On the one hand, the teenage years seem made for frivolity, and most people’s adult lives rarely turn out the way they expected. Plenty of people dabble in high school romance, but it’s rare for the girl or boy on whom you had a crush in school to still be the love of your life 20 years later. We groan at the embarrassing haircuts and clothes we sported when we see pictures from our teenage years.
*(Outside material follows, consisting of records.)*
//! OpenStreetMap Nominatim reverse geocoding.
//!
//! # API Endpoint
//!
//! - Reverse: `{base}/reverse?lat={lat}&lon={lng}&format=json`
//!
//! A successful answer carries `display_name` and an optional `address`
//! object whose keys match [`StructuredAddress`]. Positions with nothing to
//! report (open sea, poles) come back as `200 OK` with an `error` field and
//! no `display_name`; those are treated as "no result".

use serde::Deserialize;
use tracing::warn;

use super::http::{AsyncHttpClient, DEFAULT_USER_AGENT};
use super::types::{GeocodeError, GeocodeResult, GeocodingService, ReverseGeocoder};
use super::StructuredAddress;

/// Public Nominatim instance.
pub const DEFAULT_NOMINATIM_URL: &str = "https://nominatim.openstreetmap.org";

/// Reverse geocoder backed by a Nominatim server.
pub struct NominatimGeocoder<C: AsyncHttpClient> {
    http_client: C,
    base_url: String,
    user_agent: String,
}

impl<C: AsyncHttpClient> NominatimGeocoder<C> {
    /// Creates a geocoder for the public Nominatim instance.
    pub fn new(http_client: C) -> Self {
        Self::with_endpoint(http_client, DEFAULT_NOMINATIM_URL, DEFAULT_USER_AGENT)
    }

    /// Creates a geocoder for a specific Nominatim server and user agent.
    pub fn with_endpoint(
        http_client: C,
        base_url: impl Into<String>,
        user_agent: impl Into<String>,
    ) -> Self {
        Self {
            http_client,
            base_url: base_url.into(),
            user_agent: user_agent.into(),
        }
    }

    fn build_url(&self, lat: f64, lng: f64) -> String {
        format!(
            "{}/reverse?lat={}&lon={}&format=json",
            self.base_url.trim_end_matches('/'),
            lat,
            lng
        )
    }

    /// Performs one lookup and reports why it failed, if it did.
    pub async fn lookup(&self, lat: f64, lng: f64) -> Result<GeocodeResult, GeocodeError> {
        let url = self.build_url(lat, lng);
        let body = self
            .http_client
            .get_with_headers(
                &url,
                &[
                    ("User-Agent", self.user_agent.as_str()),
                    ("Accept", "application/json"),
                ],
            )
            .await?;

        parse_response(&body, lat, lng)
    }
}

impl<C: AsyncHttpClient> ReverseGeocoder for NominatimGeocoder<C> {
    async fn reverse_geocode(&self, lat: f64, lng: f64) -> Option<GeocodeResult> {
        match self.lookup(lat, lng).await {
            Ok(result) => Some(result),
            Err(e) => {
                warn!(service = "nominatim", lat, lng, error = %e, "Reverse geocoding failed");
                None
            }
        }
    }

    fn service(&self) -> GeocodingService {
        GeocodingService::Nominatim
    }
}

#[derive(Deserialize)]
struct ReverseResponse {
    display_name: Option<String>,
    address: Option<StructuredAddress>,
    error: Option<String>,
}

fn parse_response(body: &[u8], lat: f64, lng: f64) -> Result<GeocodeResult, GeocodeError> {
    let response: ReverseResponse = serde_json::from_slice(body).map_err(|e| {
        GeocodeError::InvalidResponse(format!("failed to parse Nominatim response: {}", e))
    })?;

    if let Some(message) = response.error {
        tracing::debug!(lat, lng, message = %message, "Nominatim reported no address");
    }

    match response.display_name {
        Some(display_name) if !display_name.trim().is_empty() => Ok(GeocodeResult {
            display_name,
            address: response.address,
        }),
        _ => Err(GeocodeError::NoResult { lat, lng }),
    }
}
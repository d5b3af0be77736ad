//! Engine adapter types

use std::fmt;
use std::str::FromStr;

use thiserror::Error;
use tokio::sync::mpsc;

use crate::config::CredentialError;
use crate::coord::{CoordError, Coordinate, LatLng};

use super::sdk::SdkError;
use super::session::EngineHandle;

/// The closed set of mapping engines.
#[derive(Debug, Clone, Copy, PartialEq, Eq, Hash, Default)]
pub enum EngineKind {
    /// Raster tile library (lat,lng order)
    #[default]
    Raster,
    /// Vector style library (lng,lat order)
    VectorStyle,
    /// Feature layer library (x,y order)
    FeatureLayer,
    /// Hosted map provider, requires an API key
    Hosted,
}

impl EngineKind {
    /// Every engine, in display order.
    pub const ALL: [EngineKind; 4] = [
        EngineKind::Raster,
        EngineKind::VectorStyle,
        EngineKind::FeatureLayer,
        EngineKind::Hosted,
    ];

    /// Identifier used in config files and on the command line.
    pub fn id(&self) -> &'static str {
        match self {
            Self::Raster => "raster",
            Self::VectorStyle => "vector",
            Self::FeatureLayer => "feature",
            Self::Hosted => "hosted",
        }
    }

    /// Human-readable engine name.
    pub fn name(&self) -> &'static str {
        match self {
            Self::Raster => "Raster tiles",
            Self::VectorStyle => "Vector style",
            Self::FeatureLayer => "Feature layer",
            Self::Hosted => "Hosted map",
        }
    }
}

impl fmt::Display for EngineKind {
    fn fmt(&self, f: &mut fmt::Formatter<'_>) -> fmt::Result {
        f.write_str(self.id())
    }
}

impl FromStr for EngineKind {
    type Err = EngineError;

    fn from_str(s: &str) -> Result<Self, Self::Err> {
        match s.trim().to_lowercase().as_str() {
            "raster" => Ok(Self::Raster),
            "vector" | "vector-style" | "vectorstyle" => Ok(Self::VectorStyle),
            "feature" | "feature-layer" | "featurelayer" => Ok(Self::FeatureLayer),
            "hosted" => Ok(Self::Hosted),
            other => Err(EngineError::UnknownEngine(other.to_string())),
        }
    }
}

/// Where an engine gets its base layer from.
///
/// A new, different value given to a mounted map triggers reinitialization.
#[derive(Debug, Clone, PartialEq, Default)]
pub enum MapSourceConfig {
    /// XYZ raster tiles, `{s}`/`{z}`/`{x}`/`{y}` placeholders
    RasterTiles {
        url_template: String,
        attribution: String,
        max_zoom: u8,
    },
    /// Vector style document
    VectorStyle { style_url: String },
    /// Whatever the engine considers its default base layer
    #[default]
    Default,
    /// Hosted provider map
    Hosted {
        map_id: Option<String>,
        map_type: String,
    },
}

impl MapSourceConfig {
    /// Short variant name used in logs and errors.
    pub fn variant_name(&self) -> &'static str {
        match self {
            Self::RasterTiles { .. } => "raster-tiles",
            Self::VectorStyle { .. } => "vector-style",
            Self::Default => "default",
            Self::Hosted { .. } => "hosted",
        }
    }
}

/// One marker to render. Unset positions are skipped.
#[derive(Debug, Clone, PartialEq, Default)]
pub struct MarkerSpec {
    pub position: Coordinate,
    pub popup_text: Option<String>,
}

impl MarkerSpec {
    pub fn new(position: Coordinate) -> Self {
        Self {
            position,
            popup_text: None,
        }
    }

    pub fn with_popup(mut self, text: impl Into<String>) -> Self {
        self.popup_text = Some(text.into());
        self
    }
}

/// Behavior switches applied at init.
#[derive(Debug, Clone, Copy, PartialEq, Eq)]
pub struct EngineOptions {
    /// Forward clicks as [`MapEvent::Click`]
    pub report_clicks: bool,
    /// Markers can be dragged by the user
    pub draggable_marker: bool,
    /// Map accepts pan and zoom gestures
    pub interactive: bool,
}

impl Default for EngineOptions {
    fn default() -> Self {
        Self {
            report_clicks: false,
            draggable_marker: false,
            interactive: true,
        }
    }
}

impl EngineOptions {
    /// Options for a read-only map.
    pub fn read_only() -> Self {
        Self {
            report_clicks: false,
            draggable_marker: false,
            interactive: false,
        }
    }
}

/// Map center and zoom.
#[derive(Debug, Clone, Copy, PartialEq)]
pub struct MapView {
    pub center: LatLng,
    pub zoom: f64,
}

impl MapView {
    pub fn new(center: LatLng, zoom: f64) -> Self {
        Self { center, zoom }
    }
}

/// Events an engine reports to its owning map, always in (lat, lng) order.
#[derive(Debug, Clone, Copy, PartialEq)]
pub enum MapEvent {
    /// User clicked the map (only when clicks are reported)
    Click(LatLng),
    /// Map center settled, including the initial center after init
    CenterChanged(LatLng),
    /// User finished dragging a marker
    MarkerDragged(LatLng),
}

/// Channel an engine reports [`MapEvent`]s on.
pub type EventSender = mpsc::UnboundedSender<MapEvent>;

/// Errors that can occur while driving an engine.
#[derive(Debug, Clone, PartialEq, Error)]
pub enum EngineError {
    /// The engine cannot render this kind of source
    #[error("{engine} engine does not support {source_kind} sources")]
    UnsupportedSource {
        engine: EngineKind,
        source_kind: &'static str,
    },

    /// Required credential missing or placeholder
    #[error("Configuration error: {0}")]
    MissingCredential(#[from] CredentialError),

    /// The map SDK rejected an operation
    #[error("Map SDK error: {0}")]
    Sdk(#[from] SdkError),

    /// Coordinate outside the geographic range
    #[error("Invalid coordinate: {0}")]
    InvalidCoordinate(#[from] CoordError),

    /// Unrecognized engine identifier
    #[error("Unknown engine '{0}' (expected raster, vector, feature or hosted)")]
    UnknownEngine(String),
}

/// Capability set shared by every engine adapter.
///
/// The public contract is always (lat, lng); adapters whose library thinks
/// in (lng, lat) translate at their own boundary.
pub trait MapEngine: Send + Sync {
    /// The engine's tag.
    fn kind(&self) -> EngineKind;

    /// Creates a map in `container` with a base layer derived from `source`.
    ///
    /// Reports the initial center on `events` before returning.
    fn init(
        &self,
        container: &str,
        view: MapView,
        source: &MapSourceConfig,
        options: EngineOptions,
        events: EventSender,
    ) -> Result<EngineHandle, EngineError>;

    /// Removes every rendered marker then adds `markers`.
    fn update_markers(
        &self,
        handle: &mut EngineHandle,
        markers: &[MarkerSpec],
    ) -> Result<(), EngineError>;

    fn set_center(&self, handle: &mut EngineHandle, center: LatLng) -> Result<(), EngineError>;

    fn set_zoom(&self, handle: &mut EngineHandle, zoom: f64) -> Result<(), EngineError>;

    /// Tears down a session. Safe when `handle` is `None` or its map is gone.
    fn destroy(&self, container: &str, handle: Option<EngineHandle>);
}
On the other hand, the deepest experiences we have as young people can have profound and lasting effects on us far into our lives. Research has consistently shown that people who discover faith in their youth are more likely to carry their beliefs into adulthood than others who convert at different ages. And we can all think of pivotal events in our own teenage years that helped shape who we are as adults.

Understanding this duality is important for anyone involved in youth and student ministry. Some things we do as teens are forgettable at best and embarrassing at worst. Others are lasting and meaningful. Youth leaders should be focused on minimizing the former and maximizing the latter.

I’m not a youth pastor, but I was deeply involved in my church’s youth group all through high school. We had one meeting a week all year round, plus more parties, camping trips and lock-ins than I can count. I attended every one of them, and yet for all that time, there are few fun experiences that I remember vividly today.

What I do remember vividly, though, is the mission and outreach work my youth group did. My first trip out of the country was on a youth group mission trip to Mexico when I was 13. We spent our days hiking to mountain villages with backpacks full of medicine and medical supplies for the indigenous people who lived there. A couple of years later, we put together a pantomime routine and took it to Costa Rica, where we performed evangelistic dramas in churches, village squares and a major college campus.

The people I met, the scenes I saw and the work I did on these trips made a major impact on my life. In a real sense, they helped shape me into the man I am today — much more than any game night or group trip to the movies did.

The young people in our churches are capable of doing great work that really serves the world, and those experiences will be much more fundamental in their lives than the week-in, week-out proceedings of their youth groups. That’s why we’re highlighting missions and volunteer experiences for youth groups in this issue (see “Serving Meets Learning” on page 26).

Our youth groups represent the future of our churches and of the church at large. Teaching them to serve is one of the best ways to make a difference in their lives and in the world.

You’ll only get to take your students on a handful of trips before they graduate. See to it that some of those trips make a long-term difference on their hearts.

Brian Jewell

Brian Jewell is the executive editor of The Group Travel Leader. In more than a decade of travel journalism he has visited 48 states and 25 foreign countries.